Dmitri Kuzmin was born in 1968. He is a poet, publisher, editor, curator, educator, and translator. In 1989 he founded the Vavilon Union of Young Poets, which was the organizational hub for Moscow's experimental poetry scene. Since 1993, he has been Editor-in-Chief of ARGO-RISK (which publishes about 20 titles of contemporary Russian poetry yearly). Since 1996 he has been editing the Vavilon Internet project (www.vavilon.ru), an anthology of contemporary Russian writing, with about 200 authors currently. He is Editor-in-Chief of Vozdukh (Air), a quarterly poetry magazine. He is a recipient of the Andrei Bely Award of Merit in Literature (2002), and the Moskovsky Schyot (Moscow Score) Award for the best debut poetry collection for his selected poems and translations, Horosho byt’ zhivym / It’s fine to be alive (2008).
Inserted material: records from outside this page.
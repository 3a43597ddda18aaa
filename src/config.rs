//! Configuration loading and types for documental
//!
//! Configuration is loaded in layers:
//! 1. Built-in defaults
//! 2. Config file (~/.config/documental/config.toml)
//! 3. Environment variables (DOCUMENTAL_*)
//! 4. CLI arguments (highest priority)
//!
//! A missing or malformed config file is never fatal: the defaults apply
//! and a warning is logged.

use serde::{Deserialize, Serialize};
use std::path::{Path, PathBuf};

/// Fallback LLM endpoint when no config file is present
pub const DEFAULT_ENDPOINT: &str = "http://localhost:1234/v1";

/// Default configuration file content
pub const DEFAULT_CONFIG: &str = r#"# DocuMental Configuration
#
# Location: ~/.config/documental/config.toml
# All settings can be overridden via CLI flags

[llm]
# OpenAI-compatible endpoint of the local LLM server (LM Studio, llama.cpp, ...)
lm_studio_endpoint = "http://localhost:1234/v1"

# Sampling temperature for notification generation
temperature = 0.7

[monitor]
# Seconds between queue polls when the backend has no native change events
poll_interval_secs = 5

# Queues to watch. Empty list = watch every queue on the system.
# queues = ["HP_LaserJet", "Basement_Printer"]
queues = []

[memory]
# Which events bump the per-user/per-document print counters:
# "new_jobs" (default) or "all_events"
update_on = "new_jobs"

# Custom snapshot location (defaults to ~/.local/share/documental/memory.json)
# path = "/var/lib/documental/memory.json"

[notification]
# Show desktop notifications (notify-send)
desktop = true

# Speak notifications aloud (spd-say or espeak, skipped if neither exists)
speech = true
"#;

/// Which events update the context counters
#[derive(Debug, Clone, Copy, Deserialize, Serialize, PartialEq, Eq, Default)]
#[serde(rename_all = "snake_case")]
pub enum UpdateOn {
    /// Only fresh submissions bump the counters (default)
    #[default]
    NewJobs,
    /// Every delivered event bumps the counters
    AllEvents,
}

/// Root configuration structure
#[derive(Debug, Clone, Deserialize, Serialize, Default)]
pub struct Config {
    #[serde(default)]
    pub llm: LlmConfig,

    #[serde(default)]
    pub monitor: MonitorConfig,

    #[serde(default)]
    pub memory: MemoryConfig,

    #[serde(default)]
    pub notification: NotificationConfig,
}

/// LLM gateway configuration
#[derive(Debug, Clone, Deserialize, Serialize)]
pub struct LlmConfig {
    /// Base URL of the OpenAI-compatible server
    #[serde(default = "default_endpoint")]
    pub lm_studio_endpoint: String,

    /// Sampling temperature for the chat completion
    #[serde(default = "default_temperature")]
    pub temperature: f32,
}

/// Queue monitoring configuration
#[derive(Debug, Clone, Deserialize, Serialize)]
pub struct MonitorConfig {
    /// Poll interval in seconds for backends without native notifications
    #[serde(default = "default_poll_interval")]
    pub poll_interval_secs: u64,

    /// Queue names to watch; empty means all available queues
    #[serde(default)]
    pub queues: Vec<String>,
}

/// Context memory configuration
#[derive(Debug, Clone, Deserialize, Serialize, Default)]
pub struct MemoryConfig {
    /// Which events bump the print counters
    #[serde(default)]
    pub update_on: UpdateOn,

    /// Snapshot file path override
    #[serde(default)]
    pub path: Option<PathBuf>,
}

/// Dispatch sink configuration
#[derive(Debug, Clone, Deserialize, Serialize)]
pub struct NotificationConfig {
    /// Send desktop notifications via notify-send
    #[serde(default = "default_true")]
    pub desktop: bool,

    /// Speak messages aloud if a speech synthesizer is installed
    #[serde(default = "default_true")]
    pub speech: bool,
}

fn default_endpoint() -> String {
    DEFAULT_ENDPOINT.to_string()
}

fn default_temperature() -> f32 {
    0.7
}

fn default_poll_interval() -> u64 {
    5
}

fn default_true() -> bool {
    true
}

impl Default for LlmConfig {
    fn default() -> Self {
        Self {
            lm_studio_endpoint: default_endpoint(),
            temperature: default_temperature(),
        }
    }
}

impl Default for MonitorConfig {
    fn default() -> Self {
        Self {
            poll_interval_secs: default_poll_interval(),
            queues: vec![],
        }
    }
}

impl Default for NotificationConfig {
    fn default() -> Self {
        Self {
            desktop: true,
            speech: true,
        }
    }
}

impl Config {
    /// Get the default config file path
    pub fn default_path() -> Option<PathBuf> {
        directories::ProjectDirs::from("", "", "documental")
            .map(|dirs| dirs.config_dir().join("config.toml"))
    }

    /// Get the data directory path (for the context snapshot)
    pub fn data_dir() -> PathBuf {
        directories::ProjectDirs::from("", "", "documental")
            .map(|dirs| dirs.data_dir().to_path_buf())
            .unwrap_or_else(|| PathBuf::from("."))
    }

    /// Resolve the context snapshot path from config
    pub fn resolve_memory_path(&self) -> PathBuf {
        self.memory
            .path
            .clone()
            .unwrap_or_else(|| Self::data_dir().join("memory.json"))
    }
}

/// Load configuration from file, falling back to defaults.
///
/// Never fails: a missing file is normal on first run and a malformed file
/// logs a warning and yields the built-in defaults.
pub fn load_config(path: Option<&Path>) -> Config {
    let mut config = Config::default();

    let config_path = path.map(PathBuf::from).or_else(Config::default_path);

    if let Some(ref path) = config_path {
        if path.exists() {
            tracing::debug!("Loading config from {:?}", path);
            match std::fs::read_to_string(path) {
                Ok(contents) => match toml::from_str(&contents) {
                    Ok(parsed) => config = parsed,
                    Err(e) => {
                        tracing::warn!(
                            "Could not parse {:?}, using default settings: {}",
                            path,
                            e
                        );
                    }
                },
                Err(e) => {
                    tracing::warn!("Could not read {:?}, using default settings: {}", path, e);
                }
            }
        } else {
            tracing::debug!("Config file not found at {:?}, using defaults", path);
        }
    }

    // Override from environment variables
    if let Ok(endpoint) = std::env::var("DOCUMENTAL_ENDPOINT") {
        config.llm.lm_studio_endpoint = endpoint;
    }
    if let Ok(secs) = std::env::var("DOCUMENTAL_POLL_INTERVAL") {
        match secs.parse() {
            Ok(secs) => config.monitor.poll_interval_secs = secs,
            Err(_) => tracing::warn!("Ignoring invalid DOCUMENTAL_POLL_INTERVAL: {}", secs),
        }
    }

    config
}
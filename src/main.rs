//! DocuMental - snarky print-queue watching agent
//!
//! Run with `documental` or `documental daemon` to start watching.
//! Use `documental printers` to list queues, `documental test <event>` to
//! exercise the LLM gateway and sinks without a real print job.

use clap::Parser;
use documental::brain::Brain;
use documental::cli::{Cli, Commands};
use documental::{config, daemon, dispatch, printer};
use std::sync::Arc;
use tracing_subscriber::EnvFilter;

#[tokio::main]
async fn main() -> anyhow::Result<()> {
    let cli = Cli::parse();

    // Initialize logging
    let log_level = if cli.quiet {
        "error"
    } else {
        match cli.verbose {
            0 => "info",
            1 => "debug",
            _ => "trace",
        }
    };

    tracing_subscriber::fmt()
        .with_env_filter(
            EnvFilter::try_from_default_env()
                .unwrap_or_else(|_| EnvFilter::new(format!("documental={},warn", log_level))),
        )
        .with_target(false)
        .init();

    // Load configuration
    let mut config = config::load_config(cli.config.as_deref());

    // Apply CLI overrides
    if let Some(endpoint) = cli.endpoint {
        config.llm.lm_studio_endpoint = endpoint;
    }

    // Run the appropriate command
    match cli.command.unwrap_or(Commands::Daemon) {
        Commands::Daemon => {
            let mut daemon = daemon::Daemon::new(config);
            daemon.run(&cli.queue).await?;
        }

        Commands::Printers => {
            list_printers(&config)?;
        }

        Commands::Test { event } => {
            run_test_event(&config, event).await?;
        }

        Commands::Config => {
            show_config(&config)?;
        }
    }

    Ok(())
}

/// List available queues with their selection indices
fn list_printers(config: &config::Config) -> anyhow::Result<()> {
    let backend = printer::create_backend(&config.monitor);
    let printers = backend.enumerate()?;

    if printers.is_empty() {
        println!("No print queues found on this system.");
        return Ok(());
    }

    println!("Available print queues:");
    for (index, name) in printers.iter().enumerate() {
        println!("  [{}] {}", index, name);
    }
    println!("\nWatch a subset with: documental --queue <name-or-index>");

    Ok(())
}

/// Drive the gateway and the sinks with a synthetic event description
async fn run_test_event(config: &config::Config, event: String) -> anyhow::Result<()> {
    println!("Testing with event: '{}'", event);

    let brain = Arc::new(Brain::new(&config.llm));
    let prompt = event.clone();
    let message = tokio::task::spawn_blocking(move || brain.generate(&prompt)).await??;

    println!("LLM response: \"{}\"", message);

    if config.notification.desktop {
        dispatch::notify("Printer Alert (test)", &message).await;
    }
    if config.notification.speech {
        if let Some(speech) = dispatch::Speech::resolve() {
            speech.speak(&message).await;
        }
    }

    Ok(())
}

/// Print the effective configuration as TOML
fn show_config(config: &config::Config) -> anyhow::Result<()> {
    if let Some(path) = config::Config::default_path() {
        println!("# Config file: {:?}", path);
        if !path.exists() {
            println!("# (not present, showing defaults)");
        }
    }
    print!("{}", toml::to_string_pretty(config)?);
    Ok(())
}
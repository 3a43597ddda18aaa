//! Queue watcher: converts raw backend state into a reliable event stream
//!
//! One watcher owns one printer session. It takes an initial job snapshot
//! as baseline, then loops: wait for a change, snapshot again, diff, emit.
//! Backend failure at any point emits a single `Event::WatcherError` and
//! ends the stream; there is no automatic reconnect. The session handle is
//! owned by this function, so it is released on every exit path including
//! failure.

use crate::event::{Event, QueueEvent};
use crate::printer::{JobStatus, PrintJob, PrinterBackend};
use std::collections::HashMap;
use tokio::sync::mpsc::UnboundedSender;
use tokio_util::sync::CancellationToken;

/// Snapshot of a queue, replaced atomically each detection cycle
pub type JobSnapshot = HashMap<u32, PrintJob>;

/// Diff two successive snapshots of the same queue.
///
/// Emits exactly one `NewJob` per id present only in `new`, one
/// `JobDeleted` per id present only in `old`, and a `StatusChange` for ids
/// in both whose status changed *and* whose new flags intersect the
/// reportable set. Transitions outside that set are absorbed silently.
/// Output order is deterministic: additions and changes by ascending id,
/// then deletions by ascending id.
pub fn diff_snapshots(old: &JobSnapshot, new: &JobSnapshot) -> Vec<Event> {
    let mut events = Vec::new();

    let mut new_ids: Vec<u32> = new.keys().copied().collect();
    new_ids.sort_unstable();
    for id in new_ids {
        let job = &new[&id];
        match old.get(&id) {
            None => events.push(Event::NewJob(job.clone())),
            Some(prev) => {
                if prev.status != job.status && job.status.intersects(JobStatus::REPORTABLE) {
                    events.push(Event::StatusChange(job.clone()));
                }
            }
        }
    }

    let mut gone_ids: Vec<u32> = old.keys().filter(|id| !new.contains_key(id)).copied().collect();
    gone_ids.sort_unstable();
    for id in gone_ids {
        events.push(Event::JobDeleted(old[&id].clone()));
    }

    events
}

fn snapshot_from(jobs: Vec<PrintJob>) -> JobSnapshot {
    jobs.into_iter().map(|job| (job.id, job)).collect()
}

/// Watch one queue until cancelled or failed.
///
/// Events go into `tx`; the stream for this queue ends when this function
/// returns. Cancellation is observed within one wait cycle.
pub async fn watch(
    queue: String,
    backend: &dyn PrinterBackend,
    tx: UnboundedSender<QueueEvent>,
    cancel: CancellationToken,
) {
    let send = |event: Event| {
        // A closed channel means the consumer is gone; nothing left to do.
        let _ = tx.send(QueueEvent {
            queue: queue.clone(),
            event,
        });
    };

    let mut session = match backend.open(&queue) {
        Ok(session) => session,
        Err(e) => {
            tracing::error!("Failed to open queue '{}': {}", queue, e);
            send(Event::WatcherError(e.to_string()));
            return;
        }
    };

    let mut baseline = match session.jobs().await {
        Ok(jobs) => snapshot_from(jobs),
        Err(e) => {
            tracing::error!("Failed to take initial snapshot of '{}': {}", queue, e);
            send(Event::WatcherError(e.to_string()));
            return;
        }
    };
    tracing::info!(
        "Watching queue '{}' ({} job(s) in baseline)",
        queue,
        baseline.len()
    );

    loop {
        tokio::select! {
            _ = cancel.cancelled() => {
                tracing::debug!("Watcher for '{}' shutting down", queue);
                return;
            }
            result = session.wait_for_change() => {
                if let Err(e) = result {
                    tracing::error!("Wait failed on '{}': {}", queue, e);
                    send(Event::WatcherError(e.to_string()));
                    return;
                }
            }
        }

        let snapshot = match session.jobs().await {
            Ok(jobs) => snapshot_from(jobs),
            Err(e) => {
                tracing::error!("Job enumeration failed on '{}': {}", queue, e);
                send(Event::WatcherError(e.to_string()));
                return;
            }
        };

        for event in diff_snapshots(&baseline, &snapshot) {
            tracing::debug!("Detected on '{}': {:?}", queue, event);
            if tx
                .send(QueueEvent {
                    queue: queue.clone(),
                    event,
                })
                .is_err()
            {
                // Consumer hung up
                return;
            }
        }

        baseline = snapshot;
    }
}

#[cfg(test)]
mod tests {
    use super::*;

    fn job(id: u32, status: JobStatus) -> PrintJob {
        PrintJob {
            id,
            document: format!("doc-{}.pdf", id),
            user: "susan".to_string(),
            status,
            total_pages: 1,
            size_bytes: 100,
            submitted_at: None,
        }
    }

    fn snapshot(jobs: &[PrintJob]) -> JobSnapshot {
        jobs.iter().cloned().map(|j| (j.id, j)).collect()
    }

    #[test]
    fn test_new_job_emitted_once() {
        let old = snapshot(&[]);
        let new = snapshot(&[job(1, JobStatus::SPOOLING)]);

        let events = diff_snapshots(&old, &new);
        assert_eq!(events.len(), 1);
        assert!(matches!(&events[0], Event::NewJob(j) if j.id == 1));
    }

    #[test]
    fn test_deleted_job_emitted() {
        let old = snapshot(&[job(1, JobStatus::PRINTING)]);
        let new = snapshot(&[]);

        let events = diff_snapshots(&old, &new);
        assert_eq!(events.len(), 1);
        assert!(matches!(&events[0], Event::JobDeleted(j) if j.id == 1));
    }

    #[test]
    fn test_reportable_status_change_emitted() {
        let old = snapshot(&[job(1, JobStatus::PRINTING)]);
        let new = snapshot(&[job(1, JobStatus::ERROR)]);

        let events = diff_snapshots(&old, &new);
        assert_eq!(events.len(), 1);
        assert!(matches!(&events[0], Event::StatusChange(j) if j.status == JobStatus::ERROR));
    }

    #[test]
    fn test_non_reportable_status_change_absorbed() {
        // Spooling -> printing is routine noise
        let old = snapshot(&[job(1, JobStatus::SPOOLING)]);
        let new = snapshot(&[job(1, JobStatus::PRINTING)]);

        assert!(diff_snapshots(&old, &new).is_empty());
    }

    #[test]
    fn test_unchanged_status_emits_nothing() {
        let old = snapshot(&[job(1, JobStatus::ERROR)]);
        let new = snapshot(&[job(1, JobStatus::ERROR)]);

        assert!(diff_snapshots(&old, &new).is_empty());
    }

    #[test]
    fn test_at_most_one_event_per_id_per_cycle() {
        let old = snapshot(&[job(1, JobStatus::SPOOLING), job(2, JobStatus::PRINTING)]);
        let new = snapshot(&[job(1, JobStatus::PAPER_OUT), job(3, JobStatus::SPOOLING)]);

        let events = diff_snapshots(&old, &new);
        assert_eq!(events.len(), 3);

        let mut ids: Vec<u32> = events.iter().filter_map(|e| e.job().map(|j| j.id)).collect();
        ids.sort_unstable();
        ids.dedup();
        assert_eq!(ids.len(), 3);
    }

    #[test]
    fn test_diff_order_is_deterministic() {
        let old = snapshot(&[job(9, JobStatus::PRINTING)]);
        let new = snapshot(&[
            job(3, JobStatus::SPOOLING),
            job(1, JobStatus::SPOOLING),
            job(2, JobStatus::SPOOLING),
        ]);

        let events = diff_snapshots(&old, &new);
        let ids: Vec<u32> = events.iter().filter_map(|e| e.job().map(|j| j.id)).collect();
        // Additions ascending, then the deletion
        assert_eq!(ids, vec![1, 2, 3, 9]);
    }
}
//! End-to-end pipeline test with mock printer and LLM backends
//!
//! Drives a scripted queue through watcher -> aggregator -> debounce ->
//! memory -> gateway and checks what reaches the (mock) LLM and what comes
//! back out.

use async_trait::async_trait;
use documental::brain::{Brain, ChatBackend};
use documental::debounce::DedupState;
use documental::error::{GatewayError, WatcherError};
use documental::event::{self, Event};
use documental::memory::Memory;
use documental::personality;
use documental::printer::{JobStatus, PrintJob, PrinterBackend, PrinterSession};
use documental::{aggregator, watcher};
use std::collections::{HashMap, VecDeque};
use std::sync::{Arc, Mutex};
use std::time::Duration;
use tokio_util::sync::CancellationToken;

fn job(id: u32, document: &str, user: &str, status: JobStatus) -> PrintJob {
    PrintJob {
        id,
        document: document.to_string(),
        user: user.to_string(),
        status,
        total_pages: 0,
        size_bytes: 0,
        submitted_at: None,
    }
}

/// Backend whose sessions replay a fixed snapshot sequence, then park
struct ScriptedBackend {
    scripts: Mutex<HashMap<String, Vec<Vec<PrintJob>>>>,
}

impl PrinterBackend for ScriptedBackend {
    fn enumerate(&self) -> Result<Vec<String>, WatcherError> {
        Ok(self.scripts.lock().unwrap().keys().cloned().collect())
    }

    fn open(&self, queue: &str) -> Result<Box<dyn PrinterSession>, WatcherError> {
        let script = self
            .scripts
            .lock()
            .unwrap()
            .remove(queue)
            .ok_or_else(|| WatcherError::UnknownQueue(queue.to_string()))?;
        Ok(Box::new(ScriptedSession {
            snapshots: script.into_iter().collect(),
            current: Vec::new(),
        }))
    }
}

struct ScriptedSession {
    snapshots: VecDeque<Vec<PrintJob>>,
    current: Vec<PrintJob>,
}

#[async_trait]
impl PrinterSession for ScriptedSession {
    async fn wait_for_change(&mut self) -> Result<(), WatcherError> {
        if self.snapshots.is_empty() {
            std::future::pending::<()>().await;
        }
        tokio::task::yield_now().await;
        Ok(())
    }

    async fn jobs(&mut self) -> Result<Vec<PrintJob>, WatcherError> {
        if let Some(next) = self.snapshots.pop_front() {
            self.current = next;
        }
        Ok(self.current.clone())
    }
}

/// Chat backend that records every prompt it receives
#[derive(Clone)]
struct RecordingBackend {
    prompts: Arc<Mutex<Vec<String>>>,
    reply: String,
}

impl ChatBackend for RecordingBackend {
    fn list_models(&self) -> Result<Vec<String>, GatewayError> {
        Ok(vec!["phi-3-mini".to_string()])
    }

    fn complete(&self, _model: &str, _system: &str, user: &str) -> Result<String, GatewayError> {
        self.prompts.lock().unwrap().push(user.to_string());
        Ok(self.reply.clone())
    }
}

#[tokio::test]
async fn test_first_print_flows_end_to_end() {
    // A fresh submission from susan, then the job finishes
    let mut scripts = HashMap::new();
    scripts.insert(
        "HP_LaserJet".to_string(),
        vec![
            vec![],
            vec![job(7, "Resume_final.docx", "susan", JobStatus::SPOOLING)],
        ],
    );
    let backend = Arc::new(ScriptedBackend {
        scripts: Mutex::new(scripts),
    });

    let cancel = CancellationToken::new();
    let mut events = aggregator::spawn(backend, vec!["HP_LaserJet".to_string()], cancel.clone());

    let queue_event = tokio::time::timeout(Duration::from_secs(2), events.recv())
        .await
        .expect("timed out waiting for event")
        .expect("stream ended early");
    cancel.cancel();

    assert_eq!(queue_event.queue, "HP_LaserJet");
    let Event::NewJob(ref new_job) = queue_event.event else {
        panic!("expected NewJob, got {:?}", queue_event.event);
    };

    // Debounce: the first event for a job always proceeds
    let mut dedup = DedupState::new();
    assert!(dedup.should_notify(&queue_event.event));

    // Memory: no prior history, so susan is a first-time offender
    let dir = tempfile::tempdir().unwrap();
    let mut memory = Memory::load(&dir.path().join("memory.json"));
    let context = memory.update_and_summarize(new_job);
    assert_eq!(context, "This is the 1st time 'susan' has printed.");

    // Describe: context and detected keywords make it into the prompt
    let keywords = personality::detect_keywords(&new_job.document);
    assert_eq!(keywords, vec!["resume"]);
    let description = event::describe(&queue_event.queue, &queue_event.event, &context, &keywords);

    // Gateway: the prompt wraps the description; the reply is sanitized
    let recorder = RecordingBackend {
        prompts: Arc::new(Mutex::new(Vec::new())),
        reply: r#"Here you go: "First print ever, Susan, and it's a resume?""#.to_string(),
    };
    let brain = Brain::with_backend(Box::new(recorder.clone()));
    let message = brain.generate(&description).unwrap();

    let prompts = recorder.prompts.lock().unwrap();
    assert_eq!(prompts.len(), 1);
    assert!(prompts[0].contains("This is the 1st time 'susan' has printed."));
    assert!(prompts[0].contains("Document='Resume_final.docx'"));
    assert!(prompts[0].contains("Detected keywords: resume."));

    assert_eq!(message, "First print ever, Susan, and it's a resume?");
}

#[tokio::test]
async fn test_status_noise_is_debounced_but_errors_get_through() {
    // One job marches through spooling -> printed, then jams on a reprint
    let mut scripts = HashMap::new();
    scripts.insert(
        "Office".to_string(),
        vec![
            vec![],
            vec![job(1, "memo.txt", "dave", JobStatus::SPOOLING)],
            vec![job(1, "memo.txt", "dave", JobStatus::PRINTED)],
            vec![job(1, "memo.txt", "dave", JobStatus::PAPER_OUT)],
        ],
    );
    let backend = Arc::new(ScriptedBackend {
        scripts: Mutex::new(scripts),
    });

    let cancel = CancellationToken::new();
    let mut events = aggregator::spawn(backend, vec!["Office".to_string()], cancel.clone());

    let mut dedup = DedupState::new();
    let mut decisions = Vec::new();
    for _ in 0..3 {
        let queue_event = tokio::time::timeout(Duration::from_secs(2), events.recv())
            .await
            .expect("timed out")
            .expect("stream ended early");
        decisions.push(dedup.should_notify(&queue_event.event));
    }
    cancel.cancel();

    // NewJob proceeds, the Printed repeat is suppressed, Paper Out bypasses
    assert_eq!(decisions, vec![true, false, true]);
}

#[tokio::test]
async fn test_watcher_failure_reaches_consumer_and_ends_stream() {
    let backend = Arc::new(ScriptedBackend {
        scripts: Mutex::new(HashMap::new()),
    });
    let cancel = CancellationToken::new();
    let mut events = aggregator::spawn(backend, vec!["Ghost".to_string()], cancel.clone());

    let queue_event = tokio::time::timeout(Duration::from_secs(2), events.recv())
        .await
        .expect("timed out")
        .expect("stream ended early");
    assert!(matches!(queue_event.event, Event::WatcherError(_)));

    // Failure is terminal for this watcher; dedup still lets it through
    let mut dedup = DedupState::new();
    assert!(dedup.should_notify(&queue_event.event));

    let end = tokio::time::timeout(Duration::from_secs(2), events.recv())
        .await
        .expect("timed out");
    assert!(end.is_none());
    cancel.cancel();
}

#[test]
fn test_watch_module_reexports_diff() {
    // The diff is pure and reachable for library consumers
    let old = watcher::JobSnapshot::new();
    let mut new = watcher::JobSnapshot::new();
    let j = job(1, "doc.pdf", "susan", JobStatus::SPOOLING);
    new.insert(1, j);

    let events = watcher::diff_snapshots(&old, &new);
    assert_eq!(events.len(), 1);
}
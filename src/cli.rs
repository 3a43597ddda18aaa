// Command-line interface definitions for documental

use clap::{Parser, Subcommand};

#[derive(Parser)]
#[command(name = "documental")]
#[command(author, version, about = "Snarky print-queue watching agent")]
#[command(long_about = "
DocuMental watches your print queues and turns job events into short,
sarcastic desktop notifications generated by a local LLM.

SETUP:
  1. Start an OpenAI-compatible server (LM Studio, llama.cpp server) with a model loaded
  2. Optionally edit ~/.config/documental/config.toml (see 'documental config')
  3. Run: documental printers (to list available queues)
  4. Run: documental (to start watching)

USAGE:
  Watches every queue by default. Select queues with --queue (name or
  index from 'documental printers'). Stop with Ctrl+C.
")]
pub struct Cli {
    /// Path to config file
    #[arg(short, long, value_name = "FILE")]
    pub config: Option<std::path::PathBuf>,

    /// Increase verbosity (-v = debug, -vv = trace)
    #[arg(short, long, action = clap::ArgAction::Count)]
    pub verbose: u8,

    /// Quiet mode (errors only)
    #[arg(short, long)]
    pub quiet: bool,

    /// Override the LLM endpoint (e.g. http://localhost:1234/v1)
    #[arg(long, value_name = "URL")]
    pub endpoint: Option<String>,

    /// Queue to watch, by name or index; repeatable ("all" for every queue)
    #[arg(long, value_name = "QUEUE")]
    pub queue: Vec<String>,

    #[command(subcommand)]
    pub command: Option<Commands>,
}

#[derive(Subcommand)]
pub enum Commands {
    /// Watch print queues (default if no command specified)
    Daemon,

    /// List available print queues with their selection indices
    Printers,

    /// Send a synthetic event through the LLM gateway and the sinks
    Test {
        /// Event description, e.g. "Job ID 124: Status change to 'Error'"
        event: String,
    },

    /// Show the effective configuration
    Config,
}
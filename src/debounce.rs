//! Dedup/debounce policy: decides which events are notification-worthy
//!
//! Raw status transitions (spooling -> printing -> printed) would fire many
//! low-value notifications per job. The first event for a job always goes
//! through; repeat status changes are suppressed unless they intersect the
//! high-priority mask. This state is deliberately not persisted: a restart
//! resets debounce memory.

use crate::event::Event;
use crate::printer::JobStatus;
use std::collections::HashSet;

/// Per-process set of job ids that have already produced a notification.
/// Ids never leave the set within one process lifetime.
#[derive(Debug, Default)]
pub struct DedupState {
    seen: HashSet<u32>,
}

impl DedupState {
    pub fn new() -> Self {
        Self::default()
    }

    /// Decide whether this event proceeds to notification, updating the
    /// seen set as a side effect.
    ///
    /// - NewJob: always proceeds
    /// - StatusChange for an unseen job: treated as a first sighting, proceeds
    /// - StatusChange for a seen job: proceeds only for high-priority flags
    /// - JobDeleted: always proceeds (terminal signal, low volume)
    /// - WatcherError: always proceeds
    pub fn should_notify(&mut self, event: &Event) -> bool {
        match event {
            Event::NewJob(job) => {
                self.seen.insert(job.id);
                true
            }
            Event::StatusChange(job) => {
                if self.seen.insert(job.id) {
                    true
                } else {
                    job.status.intersects(JobStatus::HIGH_PRIORITY)
                }
            }
            Event::JobDeleted(_) | Event::WatcherError(_) => true,
        }
    }
}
He has taught literature and literary translation, and has translated poetry from French, Ukrainian, and English (Auden, cummings, Stevens, and Ashbery, among others). His poems have appeared in translation in England, France, Poland, China, Italy, and the US.

Rachel Levitsky’s second long poem, NEIGHBOR, was published by Ugly Duckling Presse in 2009. Some of this work can be found translated into Icelandic in the anthology 131.839 Slög Med Bilum, edited and translated by Eiríkur Örn Nordahl. Online poetry and critical essays can be found on such sites as Delirious Hem, Narrativity, Duration Press, How2, and Web Conjunctions. She is the founder and co-director of Belladonna*, an event and publication series of feminist avant-garde poetics.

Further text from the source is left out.